The result should be every line in the data below that carries the string "with".
------------------------------------
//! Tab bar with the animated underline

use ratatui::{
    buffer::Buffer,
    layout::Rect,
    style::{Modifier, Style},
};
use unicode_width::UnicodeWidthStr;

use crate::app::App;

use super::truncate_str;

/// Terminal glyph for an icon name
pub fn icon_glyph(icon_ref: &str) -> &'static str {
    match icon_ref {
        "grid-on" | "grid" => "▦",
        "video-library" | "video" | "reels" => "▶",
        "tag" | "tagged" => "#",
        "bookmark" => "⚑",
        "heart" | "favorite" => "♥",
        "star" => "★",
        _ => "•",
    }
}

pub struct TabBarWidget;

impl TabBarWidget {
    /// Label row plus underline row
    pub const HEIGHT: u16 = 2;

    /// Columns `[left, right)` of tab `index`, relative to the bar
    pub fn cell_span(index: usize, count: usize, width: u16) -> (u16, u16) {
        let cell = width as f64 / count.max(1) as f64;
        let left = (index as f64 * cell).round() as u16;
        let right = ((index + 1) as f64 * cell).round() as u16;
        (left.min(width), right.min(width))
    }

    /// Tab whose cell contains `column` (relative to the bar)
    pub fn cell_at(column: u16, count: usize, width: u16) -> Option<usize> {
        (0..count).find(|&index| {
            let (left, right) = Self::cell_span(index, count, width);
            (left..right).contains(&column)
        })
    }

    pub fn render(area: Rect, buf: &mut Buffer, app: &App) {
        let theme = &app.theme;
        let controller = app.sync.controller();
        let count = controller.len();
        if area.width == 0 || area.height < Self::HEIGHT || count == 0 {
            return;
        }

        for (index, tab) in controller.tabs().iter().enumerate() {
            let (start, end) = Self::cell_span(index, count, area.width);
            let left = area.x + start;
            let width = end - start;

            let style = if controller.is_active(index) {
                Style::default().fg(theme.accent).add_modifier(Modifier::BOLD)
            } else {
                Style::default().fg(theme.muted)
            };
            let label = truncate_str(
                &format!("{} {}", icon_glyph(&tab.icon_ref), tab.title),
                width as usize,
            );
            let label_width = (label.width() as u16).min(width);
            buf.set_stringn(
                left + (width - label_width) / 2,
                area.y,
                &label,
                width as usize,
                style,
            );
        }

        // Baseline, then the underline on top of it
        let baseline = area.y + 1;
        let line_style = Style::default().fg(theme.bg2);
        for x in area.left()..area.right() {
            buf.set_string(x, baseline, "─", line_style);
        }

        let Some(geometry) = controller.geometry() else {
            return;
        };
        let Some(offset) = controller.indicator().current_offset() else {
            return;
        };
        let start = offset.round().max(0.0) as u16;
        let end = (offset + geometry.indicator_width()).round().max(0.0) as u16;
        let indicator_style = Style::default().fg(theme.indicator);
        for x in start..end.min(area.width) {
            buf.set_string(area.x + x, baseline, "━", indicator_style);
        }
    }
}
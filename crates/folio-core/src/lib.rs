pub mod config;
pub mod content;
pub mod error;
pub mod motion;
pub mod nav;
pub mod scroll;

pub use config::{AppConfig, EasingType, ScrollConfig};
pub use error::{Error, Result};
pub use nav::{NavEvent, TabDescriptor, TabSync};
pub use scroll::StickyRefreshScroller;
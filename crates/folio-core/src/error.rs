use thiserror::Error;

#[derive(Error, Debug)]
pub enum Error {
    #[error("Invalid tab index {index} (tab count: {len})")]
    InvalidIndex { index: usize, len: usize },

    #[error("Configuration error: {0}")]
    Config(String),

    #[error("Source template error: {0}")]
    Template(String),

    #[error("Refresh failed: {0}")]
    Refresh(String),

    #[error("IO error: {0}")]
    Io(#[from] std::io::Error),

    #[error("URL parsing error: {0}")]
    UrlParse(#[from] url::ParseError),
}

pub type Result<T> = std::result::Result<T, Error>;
------------------------------------
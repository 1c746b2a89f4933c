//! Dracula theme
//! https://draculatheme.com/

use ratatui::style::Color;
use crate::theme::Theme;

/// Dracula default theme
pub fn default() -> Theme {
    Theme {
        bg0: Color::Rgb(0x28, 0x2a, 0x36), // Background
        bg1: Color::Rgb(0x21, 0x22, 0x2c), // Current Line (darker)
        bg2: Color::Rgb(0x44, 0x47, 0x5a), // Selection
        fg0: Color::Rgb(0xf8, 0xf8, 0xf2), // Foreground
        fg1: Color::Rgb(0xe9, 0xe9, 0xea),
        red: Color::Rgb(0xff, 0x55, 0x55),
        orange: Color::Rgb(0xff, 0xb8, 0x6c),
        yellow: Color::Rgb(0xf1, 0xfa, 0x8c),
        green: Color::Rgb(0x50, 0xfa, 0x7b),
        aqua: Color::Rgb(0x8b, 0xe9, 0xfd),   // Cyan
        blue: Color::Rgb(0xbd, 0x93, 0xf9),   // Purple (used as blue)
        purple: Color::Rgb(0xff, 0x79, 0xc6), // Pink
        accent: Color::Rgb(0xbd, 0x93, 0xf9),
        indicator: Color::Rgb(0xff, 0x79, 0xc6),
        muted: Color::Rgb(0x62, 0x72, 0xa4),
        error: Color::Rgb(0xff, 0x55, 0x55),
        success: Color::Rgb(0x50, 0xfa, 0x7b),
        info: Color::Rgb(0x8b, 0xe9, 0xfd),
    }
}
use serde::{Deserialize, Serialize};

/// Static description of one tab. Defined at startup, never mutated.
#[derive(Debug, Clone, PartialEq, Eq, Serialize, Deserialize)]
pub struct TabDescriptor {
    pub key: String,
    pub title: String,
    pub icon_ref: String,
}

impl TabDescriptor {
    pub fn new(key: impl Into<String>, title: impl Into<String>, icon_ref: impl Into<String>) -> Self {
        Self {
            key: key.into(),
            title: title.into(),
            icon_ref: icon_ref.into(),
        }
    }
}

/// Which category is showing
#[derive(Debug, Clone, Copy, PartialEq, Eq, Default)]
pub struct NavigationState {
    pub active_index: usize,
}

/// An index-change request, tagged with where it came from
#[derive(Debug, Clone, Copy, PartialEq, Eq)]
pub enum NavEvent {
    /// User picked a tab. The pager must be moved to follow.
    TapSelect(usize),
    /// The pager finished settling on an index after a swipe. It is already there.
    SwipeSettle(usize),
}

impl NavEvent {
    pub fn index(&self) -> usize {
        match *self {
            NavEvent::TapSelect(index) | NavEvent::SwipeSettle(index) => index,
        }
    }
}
------------------------------------
● Your solution:
//! Tab bar with the animated underline
/// An index-change request, tagged with where it came from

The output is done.